## EXERCISE GOAL:
All entries below are to be retyped in full, precisely as they appear.

INPUT below:

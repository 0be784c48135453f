// SPDX-License-Identifier: BUSL-1.1
// Copyright (c) 2026 Alfred Jean LLC

// Allow panic!/unwrap/expect in test code
#![cfg_attr(test, allow(clippy::panic))]
#![cfg_attr(test, allow(clippy::unwrap_used))]
#![cfg_attr(test, allow(clippy::expect_used))]

//! sy-core: command model for the Switchyard dispatch engine
//!
//! Everything a host needs to describe commands (components, flags,
//! permissions, parsers, handlers) and the per-invocation context and error
//! types the engine hands back.

pub mod command;
pub mod component;
pub mod context;
pub mod error;
pub mod flag;
pub mod input;
pub mod parser;
pub mod permission;

// Test support - only compiled for tests or when explicitly requested
#[cfg(any(test, feature = "test-support"))]
pub mod test_support;

pub use command::{
    Command, CommandBuilder, CommandHandler, CommandMeta, FnHandler, HandlerError, NoOpHandler,
};
pub use component::{
    ArgumentBuilder, ArgumentSpec, CommandComponent, ComponentKind, DefaultValue,
    SuggestionProvider,
};
pub use context::{ArgumentTiming, BoxedValue, CommandContext, ContextKey, FlagContext};
pub use error::{BuildError, CommandError, ErrorKind};
pub use flag::{CommandFlag, FlagKind, FlagParseError};
pub use input::{is_flag_token, CommandInput};
pub use parser::{erase, ArgumentParser, ErasedParser, ParserError, ValueType};
pub use permission::{CommandSender, Permission, PredicatePermission, SenderType};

End of INPUT.

## WRITTEN SOLUTION:
repository 0be784c48135453f
// SPDX-License-Identifier: BUSL-1.1
// Copyright (c) 2026 Alfred Jean LLC

// Allow panic!/unwrap/expect in test code
#![cfg_attr(test, allow(clippy::panic))]
#![cfg_attr(test, allow(clippy::unwrap_used))]
#![cfg_attr(test, allow(clippy::expect_used))]

//! sy-core: command model for the Switchyard dispatch engine
//!
//! Everything a host needs to describe commands (components, flags,
//! permissions, parsers, handlers) and the per-invocation context and error
//! types the engine hands back.

pub mod command;
pub mod component;
pub mod context;
pub mod error;
pub mod flag;
pub mod input;
pub mod parser;
pub mod permission;

// Test support - only compiled for tests or when explicitly requested
#[cfg(any(test, feature = "test-support"))]
pub mod test_support;

pub use command::{
    Command, CommandBuilder, CommandHandler, CommandMeta, FnHandler, HandlerError, NoOpHandler,
};
pub use component::{
    ArgumentBuilder, ArgumentSpec, CommandComponent, ComponentKind, DefaultValue,
    SuggestionProvider,
};
pub use context::{ArgumentTiming, BoxedValue, CommandContext, ContextKey, FlagContext};
pub use error::{BuildError, CommandError, ErrorKind};
pub use flag::{CommandFlag, FlagKind, FlagParseError};
pub use input::{is_flag_token, CommandInput};
pub use parser::{erase, ArgumentParser, ErasedParser, ParserError, ValueType};
pub use permission::{CommandSender, Permission, PredicatePermission, SenderType};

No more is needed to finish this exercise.